### Task requirements
Copy each line below in which the string "filename" appears.
::::
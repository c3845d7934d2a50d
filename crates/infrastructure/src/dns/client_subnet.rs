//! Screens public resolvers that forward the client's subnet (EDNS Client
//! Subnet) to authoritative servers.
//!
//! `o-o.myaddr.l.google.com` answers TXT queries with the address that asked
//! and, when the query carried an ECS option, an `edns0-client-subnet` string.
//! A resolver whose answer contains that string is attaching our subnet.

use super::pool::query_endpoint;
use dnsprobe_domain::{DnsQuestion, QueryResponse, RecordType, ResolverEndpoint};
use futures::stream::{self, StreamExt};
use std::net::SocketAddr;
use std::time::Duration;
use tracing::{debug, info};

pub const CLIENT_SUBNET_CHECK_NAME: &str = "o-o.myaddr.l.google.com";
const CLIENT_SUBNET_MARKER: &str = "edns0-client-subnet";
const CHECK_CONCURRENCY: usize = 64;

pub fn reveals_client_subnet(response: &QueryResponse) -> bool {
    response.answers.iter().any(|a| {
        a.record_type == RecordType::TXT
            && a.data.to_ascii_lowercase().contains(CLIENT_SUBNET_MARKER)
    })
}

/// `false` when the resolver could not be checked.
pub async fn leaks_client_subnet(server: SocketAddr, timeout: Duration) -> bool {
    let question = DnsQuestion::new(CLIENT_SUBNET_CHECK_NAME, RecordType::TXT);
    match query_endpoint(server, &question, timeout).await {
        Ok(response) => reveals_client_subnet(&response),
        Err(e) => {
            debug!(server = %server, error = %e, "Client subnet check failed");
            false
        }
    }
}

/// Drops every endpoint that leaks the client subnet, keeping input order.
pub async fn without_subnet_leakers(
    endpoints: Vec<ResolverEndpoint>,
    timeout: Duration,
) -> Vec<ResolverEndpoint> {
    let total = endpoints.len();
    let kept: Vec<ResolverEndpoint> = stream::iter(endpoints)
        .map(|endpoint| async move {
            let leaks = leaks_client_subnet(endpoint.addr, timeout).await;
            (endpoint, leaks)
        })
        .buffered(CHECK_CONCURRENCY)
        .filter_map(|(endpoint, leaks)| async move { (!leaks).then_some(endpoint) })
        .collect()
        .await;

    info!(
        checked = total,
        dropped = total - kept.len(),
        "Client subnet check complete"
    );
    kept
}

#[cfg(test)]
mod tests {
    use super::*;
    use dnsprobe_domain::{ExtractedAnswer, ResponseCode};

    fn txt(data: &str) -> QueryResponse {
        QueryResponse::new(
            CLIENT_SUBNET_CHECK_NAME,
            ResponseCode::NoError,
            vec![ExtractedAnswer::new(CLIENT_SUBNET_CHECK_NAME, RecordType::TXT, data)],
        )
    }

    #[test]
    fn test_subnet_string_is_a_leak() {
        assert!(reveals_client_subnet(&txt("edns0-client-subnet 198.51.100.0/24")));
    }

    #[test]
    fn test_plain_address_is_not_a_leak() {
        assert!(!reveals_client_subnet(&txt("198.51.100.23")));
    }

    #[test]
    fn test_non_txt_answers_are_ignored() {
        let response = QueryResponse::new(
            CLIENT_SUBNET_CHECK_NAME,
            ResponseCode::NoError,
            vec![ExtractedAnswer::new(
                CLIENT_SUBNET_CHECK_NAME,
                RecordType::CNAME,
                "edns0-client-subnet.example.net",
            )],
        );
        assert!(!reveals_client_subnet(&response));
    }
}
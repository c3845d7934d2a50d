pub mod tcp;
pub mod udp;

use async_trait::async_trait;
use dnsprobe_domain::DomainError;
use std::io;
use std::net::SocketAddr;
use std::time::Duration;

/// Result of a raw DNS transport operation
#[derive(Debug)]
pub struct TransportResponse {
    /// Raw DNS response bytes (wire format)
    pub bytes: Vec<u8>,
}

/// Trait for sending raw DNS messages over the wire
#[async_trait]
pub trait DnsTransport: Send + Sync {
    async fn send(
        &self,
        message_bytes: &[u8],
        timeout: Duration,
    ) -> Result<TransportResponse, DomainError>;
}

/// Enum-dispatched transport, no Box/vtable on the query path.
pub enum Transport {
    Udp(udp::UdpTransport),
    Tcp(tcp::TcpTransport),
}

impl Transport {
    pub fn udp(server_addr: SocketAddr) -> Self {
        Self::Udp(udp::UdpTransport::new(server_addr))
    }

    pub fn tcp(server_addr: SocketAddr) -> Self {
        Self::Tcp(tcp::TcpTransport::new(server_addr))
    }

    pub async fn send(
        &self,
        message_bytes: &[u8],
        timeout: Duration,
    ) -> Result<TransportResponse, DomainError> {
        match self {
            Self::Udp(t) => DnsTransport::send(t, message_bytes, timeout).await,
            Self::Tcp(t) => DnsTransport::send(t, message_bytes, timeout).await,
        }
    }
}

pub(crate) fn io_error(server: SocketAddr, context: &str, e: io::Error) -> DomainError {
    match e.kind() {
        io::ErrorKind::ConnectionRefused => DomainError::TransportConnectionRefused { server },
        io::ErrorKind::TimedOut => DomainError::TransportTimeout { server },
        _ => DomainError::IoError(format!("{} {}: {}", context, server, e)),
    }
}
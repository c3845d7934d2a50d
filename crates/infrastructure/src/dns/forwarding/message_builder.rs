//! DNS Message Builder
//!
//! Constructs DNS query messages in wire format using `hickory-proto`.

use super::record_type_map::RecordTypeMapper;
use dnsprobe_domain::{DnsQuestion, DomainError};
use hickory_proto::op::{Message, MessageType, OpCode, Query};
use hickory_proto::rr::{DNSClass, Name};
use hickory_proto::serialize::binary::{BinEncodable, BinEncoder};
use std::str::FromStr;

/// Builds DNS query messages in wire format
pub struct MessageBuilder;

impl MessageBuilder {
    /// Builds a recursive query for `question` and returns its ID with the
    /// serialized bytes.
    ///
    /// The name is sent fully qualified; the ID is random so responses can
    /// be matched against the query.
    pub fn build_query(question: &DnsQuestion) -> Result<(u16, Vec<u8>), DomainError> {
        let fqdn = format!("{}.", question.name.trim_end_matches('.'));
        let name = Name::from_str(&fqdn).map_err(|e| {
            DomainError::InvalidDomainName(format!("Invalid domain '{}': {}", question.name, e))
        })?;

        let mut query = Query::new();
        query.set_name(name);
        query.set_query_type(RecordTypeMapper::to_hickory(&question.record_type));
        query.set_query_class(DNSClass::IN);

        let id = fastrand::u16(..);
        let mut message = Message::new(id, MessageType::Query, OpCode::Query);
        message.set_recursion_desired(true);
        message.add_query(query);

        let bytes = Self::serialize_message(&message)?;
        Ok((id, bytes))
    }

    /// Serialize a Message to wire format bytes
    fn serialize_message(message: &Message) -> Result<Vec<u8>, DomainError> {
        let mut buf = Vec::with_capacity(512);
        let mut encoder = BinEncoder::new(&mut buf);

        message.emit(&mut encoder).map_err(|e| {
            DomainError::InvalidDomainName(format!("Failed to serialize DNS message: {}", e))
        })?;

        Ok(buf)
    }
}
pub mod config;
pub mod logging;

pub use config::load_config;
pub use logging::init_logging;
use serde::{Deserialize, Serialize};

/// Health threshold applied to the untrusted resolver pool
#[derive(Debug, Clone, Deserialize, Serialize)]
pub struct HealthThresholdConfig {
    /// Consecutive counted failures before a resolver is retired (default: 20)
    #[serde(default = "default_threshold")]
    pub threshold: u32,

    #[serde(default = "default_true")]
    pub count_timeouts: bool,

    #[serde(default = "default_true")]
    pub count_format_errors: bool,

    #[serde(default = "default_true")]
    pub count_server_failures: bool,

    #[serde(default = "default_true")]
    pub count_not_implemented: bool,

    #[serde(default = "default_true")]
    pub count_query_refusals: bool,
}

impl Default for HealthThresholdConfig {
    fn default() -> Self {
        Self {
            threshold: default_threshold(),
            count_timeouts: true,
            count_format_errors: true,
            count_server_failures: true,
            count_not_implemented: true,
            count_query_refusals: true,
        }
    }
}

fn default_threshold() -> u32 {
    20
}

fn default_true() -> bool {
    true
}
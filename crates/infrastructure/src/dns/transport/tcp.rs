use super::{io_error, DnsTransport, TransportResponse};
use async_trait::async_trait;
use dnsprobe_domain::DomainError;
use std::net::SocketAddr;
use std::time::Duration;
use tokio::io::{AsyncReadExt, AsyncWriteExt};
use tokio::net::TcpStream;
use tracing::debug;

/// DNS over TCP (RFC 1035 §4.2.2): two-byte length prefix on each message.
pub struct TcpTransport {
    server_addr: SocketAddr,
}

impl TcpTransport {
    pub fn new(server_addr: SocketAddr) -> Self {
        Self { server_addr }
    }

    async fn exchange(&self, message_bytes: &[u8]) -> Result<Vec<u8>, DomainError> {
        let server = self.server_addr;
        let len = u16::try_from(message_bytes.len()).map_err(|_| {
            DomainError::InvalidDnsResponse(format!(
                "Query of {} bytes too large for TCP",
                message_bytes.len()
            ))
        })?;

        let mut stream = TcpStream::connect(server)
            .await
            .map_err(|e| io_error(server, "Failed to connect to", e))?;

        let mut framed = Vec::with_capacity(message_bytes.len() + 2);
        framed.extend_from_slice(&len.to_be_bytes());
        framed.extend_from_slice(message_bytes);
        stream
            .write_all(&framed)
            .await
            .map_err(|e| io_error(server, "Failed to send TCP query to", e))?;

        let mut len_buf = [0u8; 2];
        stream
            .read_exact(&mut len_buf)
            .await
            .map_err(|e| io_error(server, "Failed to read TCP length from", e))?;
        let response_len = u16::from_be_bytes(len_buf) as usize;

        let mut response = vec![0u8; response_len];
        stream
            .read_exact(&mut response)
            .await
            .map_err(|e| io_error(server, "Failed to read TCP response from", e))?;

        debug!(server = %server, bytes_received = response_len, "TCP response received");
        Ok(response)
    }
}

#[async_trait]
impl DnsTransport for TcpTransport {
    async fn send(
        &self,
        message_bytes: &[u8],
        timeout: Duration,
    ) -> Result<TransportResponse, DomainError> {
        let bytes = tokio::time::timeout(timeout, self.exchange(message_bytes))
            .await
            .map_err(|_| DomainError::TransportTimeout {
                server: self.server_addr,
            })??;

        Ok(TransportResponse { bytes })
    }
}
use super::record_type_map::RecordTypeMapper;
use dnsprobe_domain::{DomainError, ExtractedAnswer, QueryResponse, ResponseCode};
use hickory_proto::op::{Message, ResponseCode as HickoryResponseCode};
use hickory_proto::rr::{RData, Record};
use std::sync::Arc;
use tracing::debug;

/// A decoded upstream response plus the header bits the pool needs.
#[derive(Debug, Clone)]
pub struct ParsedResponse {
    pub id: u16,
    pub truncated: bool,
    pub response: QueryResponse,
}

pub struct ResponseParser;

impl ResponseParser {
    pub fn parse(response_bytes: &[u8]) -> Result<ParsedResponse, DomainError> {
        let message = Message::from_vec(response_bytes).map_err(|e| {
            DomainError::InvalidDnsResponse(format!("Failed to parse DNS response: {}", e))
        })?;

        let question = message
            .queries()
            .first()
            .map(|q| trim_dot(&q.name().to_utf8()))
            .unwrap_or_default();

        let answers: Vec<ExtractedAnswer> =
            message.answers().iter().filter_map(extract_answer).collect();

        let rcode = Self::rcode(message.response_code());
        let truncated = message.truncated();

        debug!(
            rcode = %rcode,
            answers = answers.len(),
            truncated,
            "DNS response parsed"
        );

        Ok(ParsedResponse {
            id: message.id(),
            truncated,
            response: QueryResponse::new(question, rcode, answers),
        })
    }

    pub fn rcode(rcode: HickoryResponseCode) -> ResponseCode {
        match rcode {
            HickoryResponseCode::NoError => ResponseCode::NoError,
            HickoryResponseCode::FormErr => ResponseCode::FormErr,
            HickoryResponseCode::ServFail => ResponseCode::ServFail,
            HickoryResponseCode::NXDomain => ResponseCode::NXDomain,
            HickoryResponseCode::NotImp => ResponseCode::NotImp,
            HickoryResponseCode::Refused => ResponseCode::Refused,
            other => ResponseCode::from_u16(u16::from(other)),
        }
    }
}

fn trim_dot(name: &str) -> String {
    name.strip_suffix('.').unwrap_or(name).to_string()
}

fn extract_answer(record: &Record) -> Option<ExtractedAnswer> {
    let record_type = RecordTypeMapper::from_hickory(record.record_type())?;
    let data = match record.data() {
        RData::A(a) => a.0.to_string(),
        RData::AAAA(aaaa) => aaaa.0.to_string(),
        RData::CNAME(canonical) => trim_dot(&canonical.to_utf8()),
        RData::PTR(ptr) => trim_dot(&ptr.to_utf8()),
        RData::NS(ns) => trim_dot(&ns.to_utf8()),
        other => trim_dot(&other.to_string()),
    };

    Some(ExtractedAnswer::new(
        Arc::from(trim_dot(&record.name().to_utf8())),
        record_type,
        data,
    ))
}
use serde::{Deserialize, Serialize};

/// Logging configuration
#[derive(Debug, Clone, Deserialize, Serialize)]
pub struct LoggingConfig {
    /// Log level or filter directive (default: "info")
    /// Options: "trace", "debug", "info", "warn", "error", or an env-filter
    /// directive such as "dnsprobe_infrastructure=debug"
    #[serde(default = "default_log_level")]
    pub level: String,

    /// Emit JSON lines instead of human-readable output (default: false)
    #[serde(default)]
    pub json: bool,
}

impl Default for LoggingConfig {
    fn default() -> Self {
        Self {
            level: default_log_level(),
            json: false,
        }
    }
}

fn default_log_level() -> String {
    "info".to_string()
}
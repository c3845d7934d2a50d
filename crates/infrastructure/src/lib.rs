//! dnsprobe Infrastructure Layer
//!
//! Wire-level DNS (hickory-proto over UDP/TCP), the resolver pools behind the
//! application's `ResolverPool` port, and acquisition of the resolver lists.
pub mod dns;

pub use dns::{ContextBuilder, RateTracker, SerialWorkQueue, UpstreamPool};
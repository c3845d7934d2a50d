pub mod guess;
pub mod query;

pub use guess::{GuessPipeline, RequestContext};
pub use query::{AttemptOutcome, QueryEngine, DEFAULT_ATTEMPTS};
::::
### Your response
filename crates/infrastructure/src/dns/client_subnet.rs
filename crates/infrastructure/src/dns/forwarding/message_builder.rs
filename crates/infrastructure/src/dns/transport/tcp.rs
filename crates/infrastructure/src/lib.rs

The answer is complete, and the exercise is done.